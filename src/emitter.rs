//! Typed publish/subscribe primitive with listener lifecycle.
//!
//! Mirrors the teacher's habit of broadcasting to a snapshot of receivers
//! before doing any I/O (see `Room::broadcast_except` in
//! `server/src/voice/sfu.rs`, which clones sender handles out from under the
//! lock before sending) — here the snapshot prevents listener registration
//! changes made *during* an emit from affecting that emit's delivery list.

use std::fmt;
use std::sync::atomic::{AtomicU64, Ordering};
use std::sync::Arc;

use parking_lot::Mutex;
use tracing::{debug, warn};

/// Default listener-count threshold above which [`EventEmitter::on`] logs a warning.
pub const DEFAULT_MAX_LISTENERS: usize = 10;

/// Opaque token returned by [`EventEmitter::on`]; invoking [`EventEmitter::off_token`]
/// removes exactly the registration that produced it.
#[derive(Debug, Clone, Copy, PartialEq, Eq, Hash)]
pub struct ListenerToken(u64);

type Listener<E> = Arc<dyn Fn(&E) + Send + Sync>;

struct Registration<E> {
    token: ListenerToken,
    callback: Listener<E>,
}

/// A typed emitter for events of type `E`. `E` is expected to be an enum
/// discriminated by event name (this crate's [`crate::protocol::PulseEvent`]
/// plays that role for the room/adaptive-bitrate observable events in
/// spec.md §6).
pub struct EventEmitter<E> {
    listeners: Mutex<Vec<Registration<E>>>,
    next_token: AtomicU64,
    max_listeners: usize,
}

impl<E> fmt::Debug for EventEmitter<E> {
    fn fmt(&self, f: &mut fmt::Formatter<'_>) -> fmt::Result {
        f.debug_struct("EventEmitter")
            .field("listener_count", &self.listeners.lock().len())
            .field("max_listeners", &self.max_listeners)
            .finish()
    }
}

impl<E> Default for EventEmitter<E> {
    fn default() -> Self {
        Self::new()
    }
}

impl<E> EventEmitter<E> {
    /// Create an emitter with the default `maxListeners` threshold.
    #[must_use]
    pub fn new() -> Self {
        Self::with_max_listeners(DEFAULT_MAX_LISTENERS)
    }

    /// Create an emitter with a custom `maxListeners` threshold.
    #[must_use]
    pub fn with_max_listeners(max_listeners: usize) -> Self {
        Self {
            listeners: Mutex::new(Vec::new()),
            next_token: AtomicU64::new(0),
            max_listeners,
        }
    }

    /// Register a listener. Returns a token that unregisters exactly this
    /// registration when passed to [`Self::off_token`].
    pub fn on<F>(&self, callback: F) -> ListenerToken
    where
        F: Fn(&E) + Send + Sync + 'static,
    {
        let token = ListenerToken(self.next_token.fetch_add(1, Ordering::Relaxed));
        let mut listeners = self.listeners.lock();
        listeners.push(Registration {
            token,
            callback: Arc::new(callback),
        });
        if listeners.len() > self.max_listeners {
            warn!(
                count = listeners.len(),
                max = self.max_listeners,
                "EventEmitter exceeded maxListeners; possible leak"
            );
        }
        token
    }

    /// Register a listener that unregisters itself before its first invocation.
    pub fn once<F>(self: &Arc<Self>, callback: F) -> ListenerToken
    where
        F: Fn(&E) + Send + Sync + 'static,
        E: 'static,
    {
        let emitter = Arc::downgrade(self);
        let token_cell: Arc<Mutex<Option<ListenerToken>>> = Arc::new(Mutex::new(None));
        let token_cell_for_closure = token_cell.clone();
        let token = self.on(move |event: &E| {
            if let Some(emitter) = emitter.upgrade() {
                if let Some(token) = *token_cell_for_closure.lock() {
                    emitter.off_token(token);
                }
            }
            callback(event);
        });
        *token_cell.lock() = Some(token);
        token
    }

    /// Remove the registration identified by `token`, if still present.
    pub fn off_token(&self, token: ListenerToken) {
        self.listeners.lock().retain(|r| r.token != token);
    }

    /// Remove all listeners.
    pub fn remove_all(&self) {
        self.listeners.lock().clear();
    }

    /// Number of currently registered listeners.
    #[must_use]
    pub fn listener_count(&self) -> usize {
        self.listeners.lock().len()
    }

    /// Invoke a snapshot of current listeners with `event`. Listener
    /// registrations added or removed by a callback invoked during this pass
    /// do not affect this pass (P2 in spec.md §8); per-listener panics are
    /// caught and logged, never propagated.
    pub fn emit(&self, event: &E)
    where
        E: fmt::Debug,
    {
        let snapshot: Vec<Listener<E>> = {
            let listeners = self.listeners.lock();
            listeners.iter().map(|r| r.callback.clone()).collect()
        };

        debug!(listener_count = snapshot.len(), event = ?event, "emitting event");

        for callback in snapshot {
            let result = std::panic::catch_unwind(std::panic::AssertUnwindSafe(|| {
                callback(event);
            }));
            if let Err(panic) = result {
                let message = panic
                    .downcast_ref::<&str>()
                    .map(|s| (*s).to_string())
                    .or_else(|| panic.downcast_ref::<String>().cloned())
                    .unwrap_or_else(|| "listener panicked".to_string());
                warn!(error = %message, "event listener panicked; continuing delivery");
            }
        }
    }
}
//! Domain error taxonomy.
//!
//! Every fallible operation in this crate returns a [`DomainError`]. Unlike
//! the teacher's per-subsystem error enums (`VoiceError`, `AuthError`, ...)
//! this crate has a single flat taxonomy, because the whole crate is one
//! logical subsystem — there's no HTTP layer drawing a boundary between
//! auth errors and voice errors.

use std::collections::HashMap;
use std::fmt;

use serde::{Deserialize, Serialize};
use serde_json::Value;
use thiserror::Error;

/// Structured domain error with a stable machine-readable code.
#[derive(Debug, Error)]
pub enum DomainError {
    /// A referenced resource (room, participant, track, call) does not exist.
    #[error("Resource not found: {message}")]
    ResourceNotFound {
        message: String,
        context: HashMap<String, Value>,
    },

    /// A resource that must be unique already exists.
    #[error("Resource already exists: {message}")]
    ResourceExists {
        message: String,
        context: HashMap<String, Value>,
    },

    /// The operation is not valid given the current state of a resource.
    #[error("Invalid state: {message}")]
    InvalidState {
        message: String,
        context: HashMap<String, Value>,
    },

    /// Input failed validation.
    #[error("Validation failed: {message}")]
    Validation {
        message: String,
        context: HashMap<String, Value>,
    },

    /// A rate limit was exceeded; `retry_after_ms` names the backoff.
    #[error("Rate limit exceeded: {message}")]
    RateLimitExceeded {
        message: String,
        context: HashMap<String, Value>,
    },

    /// Authentication failed.
    #[error("Authentication failed: {message}")]
    AuthenticationFailed {
        message: String,
        context: HashMap<String, Value>,
    },

    /// Caller is authenticated but not authorized for the operation.
    #[error("Authorization failed: {message}")]
    AuthorizationFailed {
        message: String,
        context: HashMap<String, Value>,
    },

    /// A transport or carrier call did not complete in time.
    #[error("Timeout: {message}")]
    Timeout {
        message: String,
        context: HashMap<String, Value>,
    },

    /// A circuit breaker is open and is rejecting calls.
    #[error("Circuit breaker open: {message}")]
    CircuitBreakerOpen {
        message: String,
        context: HashMap<String, Value>,
    },

    /// A configuration value is missing or invalid.
    #[error("Configuration error: {message}")]
    Configuration {
        message: String,
        context: HashMap<String, Value>,
    },

    /// A media-layer operation failed (reported by the transport collaborator).
    #[error("Media error: {message}")]
    Media {
        message: String,
        context: HashMap<String, Value>,
    },

    /// A network/carrier-layer operation failed.
    #[error("Network error: {message}")]
    Network {
        message: String,
        context: HashMap<String, Value>,
    },

    /// Catch-all for foreign errors wrapped via [`DomainError::wrap`].
    #[error("Internal error: {message}")]
    Internal {
        message: String,
        context: HashMap<String, Value>,
    },
}

impl DomainError {
    /// Stable uppercase error code, suitable for logging and wire serialization.
    #[must_use]
    pub const fn code(&self) -> &'static str {
        match self {
            Self::ResourceNotFound { .. } => "RESOURCE_NOT_FOUND",
            Self::ResourceExists { .. } => "RESOURCE_EXISTS",
            Self::InvalidState { .. } => "INVALID_STATE",
            Self::Validation { .. } => "VALIDATION",
            Self::RateLimitExceeded { .. } => "RATE_LIMIT_EXCEEDED",
            Self::AuthenticationFailed { .. } => "AUTHENTICATION_FAILED",
            Self::AuthorizationFailed { .. } => "AUTHORIZATION_FAILED",
            Self::Timeout { .. } => "TIMEOUT",
            Self::CircuitBreakerOpen { .. } => "CIRCUIT_BREAKER_OPEN",
            Self::Configuration { .. } => "CONFIGURATION",
            Self::Media { .. } => "MEDIA",
            Self::Network { .. } => "NETWORK",
            Self::Internal { .. } => "INTERNAL",
        }
    }

    /// The human-readable message, independent of variant.
    #[must_use]
    pub fn message(&self) -> &str {
        match self {
            Self::ResourceNotFound { message, .. }
            | Self::ResourceExists { message, .. }
            | Self::InvalidState { message, .. }
            | Self::Validation { message, .. }
            | Self::RateLimitExceeded { message, .. }
            | Self::AuthenticationFailed { message, .. }
            | Self::AuthorizationFailed { message, .. }
            | Self::Timeout { message, .. }
            | Self::CircuitBreakerOpen { message, .. }
            | Self::Configuration { message, .. }
            | Self::Media { message, .. }
            | Self::Network { message, .. }
            | Self::Internal { message, .. } => message,
        }
    }

    /// The structured context map, independent of variant.
    #[must_use]
    pub fn context(&self) -> &HashMap<String, Value> {
        match self {
            Self::ResourceNotFound { context, .. }
            | Self::ResourceExists { context, .. }
            | Self::InvalidState { context, .. }
            | Self::Validation { context, .. }
            | Self::RateLimitExceeded { context, .. }
            | Self::AuthenticationFailed { context, .. }
            | Self::AuthorizationFailed { context, .. }
            | Self::Timeout { context, .. }
            | Self::CircuitBreakerOpen { context, .. }
            | Self::Configuration { context, .. }
            | Self::Media { context, .. }
            | Self::Network { context, .. }
            | Self::Internal { context, .. } => context,
        }
    }

    /// Attach a context entry, builder-style.
    #[must_use]
    pub fn with_context(mut self, key: impl Into<String>, value: impl Into<Value>) -> Self {
        let map = match &mut self {
            Self::ResourceNotFound { context, .. }
            | Self::ResourceExists { context, .. }
            | Self::InvalidState { context, .. }
            | Self::Validation { context, .. }
            | Self::RateLimitExceeded { context, .. }
            | Self::AuthenticationFailed { context, .. }
            | Self::AuthorizationFailed { context, .. }
            | Self::Timeout { context, .. }
            | Self::CircuitBreakerOpen { context, .. }
            | Self::Configuration { context, .. }
            | Self::Media { context, .. }
            | Self::Network { context, .. }
            | Self::Internal { context, .. } => context,
        };
        map.insert(key.into(), value.into());
        self
    }

    /// Construct a [`DomainError::ResourceNotFound`].
    pub fn not_found(message: impl Into<String>) -> Self {
        Self::ResourceNotFound {
            message: message.into(),
            context: HashMap::new(),
        }
    }

    /// Construct a [`DomainError::InvalidState`].
    pub fn invalid_state(message: impl Into<String>) -> Self {
        Self::InvalidState {
            message: message.into(),
            context: HashMap::new(),
        }
    }

    /// Construct a [`DomainError::Validation`].
    pub fn validation(message: impl Into<String>) -> Self {
        Self::Validation {
            message: message.into(),
            context: HashMap::new(),
        }
    }

    /// Construct a [`DomainError::RateLimitExceeded`] carrying `retry_after_ms`.
    pub fn rate_limited(message: impl Into<String>, retry_after_ms: u64) -> Self {
        let mut context = HashMap::new();
        context.insert("retryAfterMs".to_string(), Value::from(retry_after_ms));
        Self::RateLimitExceeded {
            message: message.into(),
            context,
        }
    }

    /// Construct a [`DomainError::Timeout`].
    pub fn timeout(message: impl Into<String>) -> Self {
        Self::Timeout {
            message: message.into(),
            context: HashMap::new(),
        }
    }

    /// Construct a [`DomainError::Network`].
    pub fn network(message: impl Into<String>) -> Self {
        Self::Network {
            message: message.into(),
            context: HashMap::new(),
        }
    }

    /// Wrap a foreign error as [`DomainError::Internal`], naming its kind in
    /// `context.originalErrorKind`. If `err` is already a `DomainError` it is
    /// returned unchanged (mirrors `toDomainError` in spec.md §7).
    pub fn wrap(err: impl fmt::Display, kind: &str) -> Self {
        let mut context = HashMap::new();
        context.insert("originalErrorKind".to_string(), Value::from(kind));
        Self::Internal {
            message: err.to_string(),
            context,
        }
    }

    /// Serializable view matching spec.md §7's `toJSON` shape.
    #[must_use]
    pub fn to_json(&self) -> DomainErrorJson {
        DomainErrorJson {
            name: "DomainError",
            code: self.code(),
            message: self.message().to_string(),
            context: if self.context().is_empty() {
                None
            } else {
                Some(self.context().clone())
            },
        }
    }
}

/// Wire shape of a [`DomainError`], matching spec.md §7's `toJSON` contract.
#[derive(Debug, Clone, Serialize, Deserialize)]
pub struct DomainErrorJson {
    pub name: &'static str,
    pub code: &'static str,
    pub message: String,
    #[serde(skip_serializing_if = "Option::is_none")]
    pub context: Option<HashMap<String, Value>>,
}

#[cfg(test)]
mod tests {
    use super::*;

    #[test]
    fn code_matches_variant() {
        assert_eq!(DomainError::not_found("room r1").code(), "RESOURCE_NOT_FOUND");
        assert_eq!(
            DomainError::rate_limited("too fast", 500).code(),
            "RATE_LIMIT_EXCEEDED"
        );
    }

    #[test]
    fn with_context_merges_into_existing_variant() {
        let err = DomainError::not_found("room r1").with_context("roomId", "r1");
        assert_eq!(err.context().get("roomId").unwrap(), "r1");
    }

    #[test]
    fn wrap_preserves_original_kind() {
        let err = DomainError::wrap(std::io::Error::other("boom"), "io::Error");
        assert_eq!(err.code(), "INTERNAL");
        assert_eq!(
            err.context().get("originalErrorKind").unwrap(),
            "io::Error"
        );
    }

    #[test]
    fn to_json_omits_empty_context() {
        let err = DomainError::validation("bad field");
        let json = err.to_json();
        assert!(json.context.is_none());
        assert_eq!(json.code, "VALIDATION");
    }

    #[test]
    fn rate_limited_carries_retry_after() {
        let err = DomainError::rate_limited("slow down", 1200);
        assert_eq!(err.context().get("retryAfterMs").unwrap(), 1200);
    }
}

WHAT YOU NEED TO DO.
Although the records may continue, retype only the lines from the first one through the one containing "from under the", exactly as they appear.

WRITTEN RESPONSE.
filename src/emitter.rs
//! Typed publish/subscribe primitive with listener lifecycle.
//!
//! Mirrors the teacher's habit of broadcasting to a snapshot of receivers
//! before doing any I/O (see `Room::broadcast_except` in
//! `server/src/voice/sfu.rs`, which clones sender handles out from under the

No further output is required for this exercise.